From A Letter to the Commercial Advertiser, New York, NY. December 29, 1825


The "Pilgrims," then, for themselves only, refused to observe Christmas, and other holy days, for the following reasons.

I. They thought that no warrant for any such observance was to be found in Scripture. They believed that every institution of this nature, pertaining to the Old Testament economy, was abolished at the coming of Christ; that no similar days were appointed in their place; that neither the Savior nor his inspired Apostles gave the least countenance, either by precept or example, to the sanctification of any other day than the Sabbath.

II. They considered the Bible as the only infallible rule of faith and practice. They denied that the Church, or any member of it had a right to institute new rites or ceremonies. They were persuaded that the Lord Jesus Christ alone was the Supreme Head and King of the Church; and had no doubt that He, and those Apostles whom He inspired by his own Spirit, were as competent judges of what was proper, and for the edification of the Church, as any individual or body of individuals have been since; and, of course, that for uninspired, and therefore fallible men, to undertake to add to the number of Christ's appointments, is a measure, to say the least, of very questionable propriety.

III. They were confident that, for a long time after the death of the Apostles, no stated festival or Fast Days whatever were observed in the Church. Justin Martyr, who wrote a little after the middle of the second century, and who gives a particular account of the institutions and habits of the Christians, gives no hint of any day being kept holy, excepting the first day of the week, or the Christian Sabbath. Before the time of Origen, who flourished about the middle of the third century, the Christians had introduced several holy-days, partly to gratify the converts from Paganism; who, on coming into the Church, wished to have some substitute for the Pagan festivals which they had abandoned. But even at this time, the observance of Christmas was unknown. — Origen gives a list of the holy-days observed at the time in which he wrote; but says nothing about a festival for Christ's nativity; from which Lord Chancellor King, in his "inquiry into the Primitive Church within the first three hundred years after Christ," confidently infers that no such festival was observed till after the time of Origen.

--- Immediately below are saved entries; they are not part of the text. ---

//! Config subcommands handler

use anyhow::{bail, Result};

use readalong::Config;

/// Show current configuration as TOML.
#[cfg(not(tarpaulin_include))]
pub fn handle_show() -> Result<()> {
    let config = Config::load()?;
    let toml_str = toml::to_string_pretty(&config)?;
    println!("{}", toml_str);
    Ok(())
}

/// Print where the configuration file lives.
#[cfg(not(tarpaulin_include))]
pub fn handle_path() -> Result<()> {
    let config_path = Config::config_path()?;
    let note = if config_path.exists() {
        ""
    } else {
        " (not created yet)"
    };
    println!("{}{}", config_path.display(), note);
    Ok(())
}

/// Write the default configuration.
///
/// Refuses to replace an existing file unless `force` is set.
#[cfg(not(tarpaulin_include))]
pub fn handle_init(force: bool) -> Result<()> {
    let config_path = Config::config_path()?;
    if config_path.exists() && !force {
        bail!(
            "{} already exists (use --force to overwrite)",
            config_path.display()
        );
    }

    Config::default().save_to(&config_path)?;
    println!("Wrote default config to {}", config_path.display());
    Ok(())
}
//! Command line interface definitions.
//!
//! Lives in the library so completions can be generated from the same
//! definitions the binary parses.

use std::path::PathBuf;

use clap::{ArgAction, Parser, Subcommand};
use clap_complete::Shell;

/// Read-along sync engine: map audio time onto sentence and word timestamps.
#[derive(Debug, Parser)]
#[command(name = "readalong", version, about, long_about = None)]
pub struct Cli {
    /// Increase log verbosity (-v info, -vv debug, -vvv trace)
    #[arg(short, long, action = ArgAction::Count, global = true)]
    pub verbose: u8,

    #[command(subcommand)]
    pub command: Commands,
}

#[derive(Debug, Subcommand)]
pub enum Commands {
    /// Resolve playback times to sentence/word positions
    Resolve {
        /// Time index JSON file
        index: PathBuf,

        /// Times in seconds
        #[arg(required = true, allow_negative_numbers = true)]
        times: Vec<f64>,

        /// Fail if the index violates ordering invariants
        #[arg(long)]
        strict: bool,

        /// Print one JSON object per time
        #[arg(long)]
        json: bool,
    },

    /// Check a time index for ordering and interval violations
    Validate {
        /// Time index JSON file
        index: PathBuf,
    },

    /// Read along in the terminal against a silent clock
    Play {
        /// Time index JSON file
        index: PathBuf,

        /// Start position in seconds
        #[arg(long, default_value_t = 0.0)]
        start: f64,

        /// Playback speed multiplier (defaults to the configured rate)
        #[arg(long)]
        rate: Option<f64>,

        /// Media duration in seconds (defaults to the end of the last sentence)
        #[arg(long)]
        duration: Option<f64>,

        /// Fail if the index violates ordering invariants
        #[arg(long)]
        strict: bool,

        /// Print sync events as JSON lines
        #[arg(long)]
        json: bool,
    },

    /// Manage configuration
    Config {
        #[command(subcommand)]
        command: ConfigCommands,
    },

    /// Generate shell completions
    Completions {
        /// Target shell
        shell: Shell,
    },
}

#[derive(Debug, Subcommand)]
pub enum ConfigCommands {
    /// Show current configuration as TOML
    Show,
    /// Print the config file location
    Path,
    /// Write a config file with default settings
    Init {
        /// Overwrite an existing file
        #[arg(long)]
        force: bool,
    },
}

#[cfg(test)]
mod tests {
    use super::*;
    use clap::CommandFactory;

    #[test]
    fn cli_definition_is_consistent() {
        Cli::command().debug_assert();
    }

    #[test]
    fn resolve_accepts_negative_times() {
        let cli = Cli::try_parse_from(["readalong", "resolve", "index.json", "-1.5", "2"]).unwrap();
        match cli.command {
            Commands::Resolve { times, .. } => assert_eq!(times, vec![-1.5, 2.0]),
            other => panic!("unexpected command: {:?}", other),
        }
    }

    #[test]
    fn verbose_counts_occurrences() {
        let cli = Cli::try_parse_from(["readalong", "-vv", "validate", "index.json"]).unwrap();
        assert_eq!(cli.verbose, 2);
    }

    #[test]
    fn play_defaults() {
        let cli = Cli::try_parse_from(["readalong", "play", "index.json"]).unwrap();
        match cli.command {
            Commands::Play {
                start,
                rate,
                duration,
                strict,
                json,
                ..
            } => {
                assert_eq!(start, 0.0);
                assert!(rate.is_none());
                assert!(duration.is_none());
                assert!(!strict);
                assert!(!json);
            }
            other => panic!("unexpected command: {:?}", other),
        }
    }
}
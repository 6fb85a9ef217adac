//! Boundary search over sentence and word intervals.

use serde::Serialize;

use crate::timeindex::{Sentence, TimeIndex};

/// Absorbs decimal representation error when comparing against the snap threshold.
const SNAP_EPSILON: f64 = 1e-9;

/// A resolved location in the index.
///
/// `sentence == None` means the time falls in an inter-sentence gap or outside
/// the index; `word` is then always `None`. A `Some` sentence with a `None`
/// word means the time sits in an unresolved intra-sentence gap.
#[derive(Debug, Clone, Copy, Default, PartialEq, Eq, Serialize)]
pub struct Position {
    pub sentence: Option<usize>,
    pub word: Option<usize>,
}

impl Position {
    pub const NONE: Position = Position {
        sentence: None,
        word: None,
    };

    pub fn new(sentence: usize, word: Option<usize>) -> Self {
        Self {
            sentence: Some(sentence),
            word,
        }
    }
}

/// Resolve `time` to the first sentence containing it and the word within.
///
/// Sentences are closed intervals, words are half-open. When no word contains
/// `time`, the nearest word is used if it is within `snap_threshold` seconds;
/// otherwise the word is left unresolved.
pub fn resolve(index: &TimeIndex, time: f64, snap_threshold: f64) -> Position {
    if index.is_empty() || !time.is_finite() {
        return Position::NONE;
    }

    let Some(sentence_idx) = index.sentences().iter().position(|s| s.contains(time)) else {
        return Position::NONE;
    };

    let sentence = &index.sentences()[sentence_idx];
    if let Some(word_idx) = sentence.words.iter().position(|w| w.contains(time)) {
        return Position::new(sentence_idx, Some(word_idx));
    }

    let word = nearest_word(sentence, time)
        .filter(|&(_, distance)| distance <= snap_threshold + SNAP_EPSILON)
        .map(|(word_idx, _)| word_idx);

    Position::new(sentence_idx, word)
}

/// Nearest word boundary to `time` within a sentence, as `(word index, distance)`.
///
/// Ties go to the earlier word.
pub fn nearest_word(sentence: &Sentence, time: f64) -> Option<(usize, f64)> {
    let mut best: Option<(usize, f64)> = None;
    for (idx, word) in sentence.words.iter().enumerate() {
        let distance = word.distance_to(time);
        match best {
            Some((_, best_distance)) if distance >= best_distance => {}
            _ => best = Some((idx, distance)),
        }
    }
    best
}

#[cfg(test)]
mod tests {
    use super::*;
    use crate::sync::DEFAULT_SNAP_THRESHOLD;
    use crate::timeindex::Word;

    fn resolve_default(index: &TimeIndex, time: f64) -> Position {
        resolve(index, time, DEFAULT_SNAP_THRESHOLD)
    }

    fn two_sentences() -> TimeIndex {
        TimeIndex::new(vec![
            Sentence::new(
                "Hello world.",
                0.0,
                10.0,
                vec![Word::new("Hello", 0.0, 1.0), Word::new("world", 1.8, 2.5)],
            ),
            Sentence::new(
                "Bye now.",
                12.0,
                14.0,
                vec![Word::new("Bye", 12.0, 12.5), Word::new("now", 13.0, 14.0)],
            ),
        ])
    }

    #[test]
    fn empty_index_resolves_to_nothing() {
        assert_eq!(resolve_default(&TimeIndex::default(), 1.0), Position::NONE);
    }

    #[test]
    fn every_time_inside_a_sentence_resolves_to_it() {
        let index = two_sentences();
        for step in 0..=100 {
            let t = step as f64 / 10.0;
            assert_eq!(resolve_default(&index, t).sentence, Some(0), "t = {}", t);
        }
        for step in 0..=20 {
            let t = 12.0 + step as f64 / 10.0;
            assert_eq!(resolve_default(&index, t).sentence, Some(1), "t = {}", t);
        }
    }

    #[test]
    fn inter_sentence_gap_has_no_sentence() {
        let index = two_sentences();
        assert_eq!(resolve_default(&index, 11.0), Position::NONE);
        assert_eq!(resolve_default(&index, 10.0001), Position::NONE);
    }

    #[test]
    fn out_of_range_times_have_no_sentence() {
        let index = two_sentences();
        assert_eq!(resolve_default(&index, -1.0), Position::NONE);
        assert_eq!(resolve_default(&index, 99.0), Position::NONE);
        assert_eq!(resolve_default(&index, f64::NAN), Position::NONE);
    }

    #[test]
    fn exact_word_match() {
        let index = two_sentences();
        assert_eq!(resolve_default(&index, 0.0), Position::new(0, Some(0)));
        assert_eq!(resolve_default(&index, 0.99), Position::new(0, Some(0)));
        assert_eq!(resolve_default(&index, 2.0), Position::new(0, Some(1)));
        assert_eq!(resolve_default(&index, 13.5), Position::new(1, Some(1)));
    }

    #[test]
    fn word_end_is_exclusive() {
        let index = TimeIndex::new(vec![Sentence::new(
            "ab",
            0.0,
            2.0,
            vec![Word::new("a", 0.0, 1.0), Word::new("b", 1.0, 2.0)],
        )]);
        assert_eq!(resolve_default(&index, 1.0), Position::new(0, Some(1)));
    }

    #[test]
    fn gap_within_threshold_snaps_to_nearest_word() {
        let index = two_sentences();
        // 0.3 past "Hello", 0.5 before "world"
        assert_eq!(resolve_default(&index, 1.3), Position::new(0, Some(0)));
        // 0.1 before "world"
        assert_eq!(resolve_default(&index, 1.7), Position::new(0, Some(1)));
    }

    #[test]
    fn gap_beyond_threshold_leaves_word_unknown() {
        let index = two_sentences();
        // 0.4 from both words
        assert_eq!(resolve_default(&index, 1.4), Position::new(0, None));
        // trailing silence long after the last word
        assert_eq!(resolve_default(&index, 9.0), Position::new(0, None));
    }

    #[test]
    fn snap_threshold_is_tunable() {
        let index = two_sentences();
        assert_eq!(resolve(&index, 1.4, 0.5), Position::new(0, Some(0)));
        assert_eq!(resolve(&index, 1.3, 0.1), Position::new(0, None));
    }

    #[test]
    fn sentence_without_words_resolves_sentence_only() {
        let index = TimeIndex::new(vec![Sentence::new("...", 0.0, 3.0, vec![])]);
        assert_eq!(resolve_default(&index, 1.0), Position::new(0, None));
    }

    #[test]
    fn overlapping_sentences_pick_the_first() {
        let index = TimeIndex::new(vec![
            Sentence::new("a", 0.0, 5.0, vec![]),
            Sentence::new("b", 4.0, 8.0, vec![]),
        ]);
        assert_eq!(resolve_default(&index, 4.5).sentence, Some(0));
        assert_eq!(resolve_default(&index, 6.0).sentence, Some(1));
    }

    #[test]
    fn nearest_word_prefers_earlier_on_tie() {
        let sentence = Sentence::new(
            "ab",
            0.0,
            3.0,
            vec![Word::new("a", 0.0, 1.0), Word::new("b", 2.0, 3.0)],
        );
        let (idx, distance) = nearest_word(&sentence, 1.5).unwrap();
        assert_eq!(idx, 0);
        assert!((distance - 0.5).abs() < 1e-9);
        assert!(nearest_word(&Sentence::new("", 0.0, 1.0, vec![]), 0.5).is_none());
    }
}
//! readalong - audio/text synchronization engine
//!
//! Maps a continuously advancing audio playback clock onto a discrete
//! position in a sentence → word timestamp index, for read-along
//! highlighting, word-level seeking and resumable playback.
//!
//! - [`timeindex`]: the immutable Sentence/Word timestamp structure
//! - [`sync`]: pure position resolution with gap snapping
//! - [`player`]: the playback controller, its scheduler and resource seams
//! - [`config`]: TOML configuration

pub mod cli;
pub mod config;
pub mod player;
pub mod sync;
#[cfg(any(test, feature = "testing"))]
pub mod testing;
pub mod timeindex;

pub use config::Config;
pub use player::{PlaybackController, PlaybackState};
pub use sync::{resolve, Position, SyncConfig};
pub use timeindex::{Sentence, TimeIndex, ValidationMode, Word};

Indeed the Christians during the first three centuries, differed so widely concerning the month and day of the Savior's birth; some placing it in April, others in May, etc. that there is an utter improbability, on this ground alone, that they commemorated the event by an ecclesiastical festival.

IV. The Puritans attached no little importance to another consideration. Supposing, (what they could not admit) that the church possesses the power to institute observances, which Christ and his Apostles never knew: supposing that "teaching for doctrines the commandments of men," or in other words, adopting "human inventions in the worship of God," could be justified; what limit they asked, could be set to this power? How far may it be carried? When the door to uncommanded observances is once opened, by whom or when will it be effectually closed? You, and a few others, Mr. Editor, might think two or three will-adjusted church festivals, besides fifty-two Sundays in the year quite sufficient. The Protestant Episcopal Church, however, in this country, has appointed about thirty stated festivals, besides a still larger number of Fast-days. The Church of England has a greater number, it is believed, both of fasts and festivals. The Church of Rome, from whom the Church of England selected her list, observes a far greater number than either. In favor of every one of these days, serious, respectable men have something very plausible to say; and have actually uttered very contemptuous, and even indignant things against plain, simple-minded Protestants, who could not easily allow such a mass of superstition. Is it any wonder, then, that the Puritans, perceiving the tendency in all churches to go to extremes in multiplying such observances, whenever they began to be introduced; and knowing that there was no way to prevent this, but by shutting them out altogether: deliberately preferred the latter as the safer course? — and truly, if there be no Bible warrant for festivals; — no solid warrant for them in the practice of the Christian Church for the first 300 years, and, above all, none for Christmas; if the whole business of bringing institutions into the Church for which there is no Divine authority, be unlawful and of dangerous tendency; and if, whenever the practice has been admitted, it has been almost always abused, that is, carried much further than it ought to have been, I cannot help thinking that the Puritans had at least plausible, if not conclusive, reasons for taking the course which they did.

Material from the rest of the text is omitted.